Marckolsheim a été une terre de facteur d'orgues : Antoine Herbuté, aubergiste du lieu, a en effet réussi à construire entre 1829 et 1846 une bonne dizaine d'instruments neufs, et effectua de nombreux entretiens conséquents. Ce deuxième quart du 19ème siècle connut une demande très forte en orgues neufs. Telle que les ateliers Stiehr et Callinet ne pouvaient pas tout fournir. Or, il faut le reconnaître, la facture d'orgues française avait pris un retard conséquent sur le reste de l'Europe après la Révolution. Alors que l'on commençait à maîtriser les souffleries efficaces et performantes et des architectures innovantes, l'Alsace continuait à construire des orgues sensiblement de la même façon qu'au 18ème (mais où les Salicionaux remplaçaient les Tierces). Et s'en satisfaisait : soufflets cunéiformes, pédaliers de 18 notes, absence de tirasses ne posaient pas de problème. On levait même les bras au ciel dès que que quelqu'un évoquait un troisième manuel. Du coup, il devenait possible, pour un amateur très motivé, de "se lancer" dans le métier. Et ce malgré le début des contrôles tatillons d'une Administration omnipotente. "Malgré", ou peut-être "grâce" ? Car bien sûr, pour faire "avancer son dossier", face à des décideurs totalement incompétents, le "lobbying" et les réseaux sont cent fois plus efficaces que la réalisation d'orgues de qualité !

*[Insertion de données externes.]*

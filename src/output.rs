//! @ai:module:intent Write annotation lines and human-readable summaries
//! @ai:module:layer infrastructure
//! @ai:module:public_api write_annotation, format_summary
//! @ai:module:depends_on annotation, translator

use crate::annotation::AnnotationLine;
use crate::translator::Summary;
use colored::Colorize;
use std::io::{self, Write};

/// @ai:intent Write one annotation as a single workflow command line
/// @ai:effects io
pub fn write_annotation<W: Write>(out: &mut W, annotation: &AnnotationLine) -> io::Result<()> {
    writeln!(out, "{}", annotation)
}

/// @ai:intent Describe a translation pass for the error stream
/// @ai:effects pure
pub fn format_summary(summary: &Summary, emitted: bool) -> String {
    if !summary.found_any() {
        return format!("{} No diagnostics found", "OK".green().bold());
    }

    let mut output = format!(
        "Found {} diagnostic{}",
        summary.reported.to_string().yellow().bold(),
        if summary.reported == 1 { "" } else { "s" }
    );

    if summary.limit_reached {
        output.push_str(&format!(" {}", "(limit reached)".dimmed()));
    }

    if !emitted {
        output.push_str(&format!(" {}", "(annotations disabled)".dimmed()));
    }

    output
}
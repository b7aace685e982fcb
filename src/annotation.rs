//! @ai:module:intent Define workflow annotation lines and the severity table
//! @ai:module:layer domain
//! @ai:module:public_api Severity, AnnotationLine, normalize_path
//! @ai:module:stateless true

use std::fmt;

/// @ai:intent Severity understood by the CI host
#[derive(Debug, Clone, Copy, PartialEq, Eq)]
pub enum Severity {
    Notice,
    Warning,
    Error,
}

impl Severity {
    /// @ai:intent Map a compiler level onto the three annotation severities
    /// @ai:effects pure
    /// @ai:edge_cases unknown or missing levels map to Error
    pub fn from_level(level: Option<&str>) -> Self {
        match level {
            Some("help") | Some("note") => Self::Notice,
            Some("warning") => Self::Warning,
            Some("error") => Self::Error,
            _ => Self::Error,
        }
    }

    pub fn as_str(&self) -> &'static str {
        match self {
            Self::Notice => "notice",
            Self::Warning => "warning",
            Self::Error => "error",
        }
    }
}

impl fmt::Display for Severity {
    fn fmt(&self, f: &mut fmt::Formatter<'_>) -> fmt::Result {
        f.write_str(self.as_str())
    }
}

/// @ai:intent One formatted workflow command pointing at a source range
#[derive(Debug, Clone, PartialEq, Eq)]
pub struct AnnotationLine {
    pub severity: Severity,
    pub file: String,
    pub line_start: u64,
    pub line_end: u64,
    /// Present only for single-line spans.
    pub columns: Option<(u64, u64)>,
    pub title: String,
    pub body: String,
}

/// @ai:intent Strip a single leading `./` from a path
/// @ai:effects pure
pub fn normalize_path(path: &str) -> &str {
    path.strip_prefix("./").unwrap_or(path)
}

// Values are written verbatim: titles may contain commas and bodies may span
// several lines.
impl fmt::Display for AnnotationLine {
    fn fmt(&self, f: &mut fmt::Formatter<'_>) -> fmt::Result {
        write!(f, "::{} file={},", self.severity, self.file)?;

        if let Some((start, end)) = self.columns {
            write!(f, "col={},endColumn={},", start, end)?;
        }

        write!(
            f,
            "line={},endLine={},title={}::{}",
            self.line_start, self.line_end, self.title, self.body
        )
    }
}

Il ne reste rien de l'orgue qu'Herbuté construisit pour Marckolsheim. Il fut pratiquement reconstruit par Stiehr, puis par Martin et Joseph Rinckenbach. Et ce qu'il en restait disparut dans les flammes en 1940. Mais, une fois de plus, on ne peut s'empêcher de penser que la dynamique produite par les orgues disparus contribue à l'élaboration d'un patrimoine vivant de qualité. Ainsi, en lisant "Salicional" et "Unda maris" à la console du superbe instrument construit ici par la maison Muhleisen en 1965, on se dit qu'Herbuté, Stiehr et Rinckenbach n'ont pas travaillé pour rien.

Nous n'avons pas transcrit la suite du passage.